EXERCISE GOAL: Below are the records. Retype exactly the lines between the lines holding "to this run." and "let environment = EnvironmentRepository::new(db.clone())", inclusive.

Saved entries
BEGIN

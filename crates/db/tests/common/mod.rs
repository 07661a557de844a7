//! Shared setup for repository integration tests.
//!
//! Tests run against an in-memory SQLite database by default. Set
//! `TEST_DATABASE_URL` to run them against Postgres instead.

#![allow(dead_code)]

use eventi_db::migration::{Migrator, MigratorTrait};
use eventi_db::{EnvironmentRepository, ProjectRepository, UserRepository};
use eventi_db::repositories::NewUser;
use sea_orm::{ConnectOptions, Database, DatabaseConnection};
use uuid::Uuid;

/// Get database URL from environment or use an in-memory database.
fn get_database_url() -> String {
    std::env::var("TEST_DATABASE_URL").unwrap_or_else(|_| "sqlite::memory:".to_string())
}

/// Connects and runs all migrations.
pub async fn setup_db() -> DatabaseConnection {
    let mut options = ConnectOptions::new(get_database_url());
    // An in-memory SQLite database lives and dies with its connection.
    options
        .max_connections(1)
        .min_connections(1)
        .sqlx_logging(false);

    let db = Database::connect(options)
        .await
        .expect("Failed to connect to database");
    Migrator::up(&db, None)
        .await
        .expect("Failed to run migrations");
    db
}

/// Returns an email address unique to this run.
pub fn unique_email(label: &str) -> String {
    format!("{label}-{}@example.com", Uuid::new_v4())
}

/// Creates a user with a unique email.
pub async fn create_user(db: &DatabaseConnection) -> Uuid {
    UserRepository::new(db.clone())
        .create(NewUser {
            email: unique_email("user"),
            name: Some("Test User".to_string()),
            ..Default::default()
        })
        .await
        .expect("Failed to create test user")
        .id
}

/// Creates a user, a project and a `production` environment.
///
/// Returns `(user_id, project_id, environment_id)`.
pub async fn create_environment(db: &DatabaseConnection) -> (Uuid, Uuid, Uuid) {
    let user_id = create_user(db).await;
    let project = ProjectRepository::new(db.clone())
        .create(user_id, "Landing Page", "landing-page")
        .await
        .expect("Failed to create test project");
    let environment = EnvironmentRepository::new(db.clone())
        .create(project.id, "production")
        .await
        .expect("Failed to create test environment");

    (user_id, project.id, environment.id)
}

END

RESPONSE:
/// Returns an email address unique to this run.
pub fn unique_email(label: &str) -> String {
    format!("{label}-{}@example.com", Uuid::new_v4())
}

/// Creates a user with a unique email.
pub async fn create_user(db: &DatabaseConnection) -> Uuid {
    UserRepository::new(db.clone())
        .create(NewUser {
            email: unique_email("user"),
            name: Some("Test User".to_string()),
            ..Default::default()
        })
        .await
        .expect("Failed to create test user")
        .id
}

/// Creates a user, a project and a `production` environment.
///
/// Returns `(user_id, project_id, environment_id)`.
pub async fn create_environment(db: &DatabaseConnection) -> (Uuid, Uuid, Uuid) {
    let user_id = create_user(db).await;
    let project = ProjectRepository::new(db.clone())
        .create(user_id, "Landing Page", "landing-page")
        .await
        .expect("Failed to create test project");
    let environment = EnvironmentRepository::new(db.clone())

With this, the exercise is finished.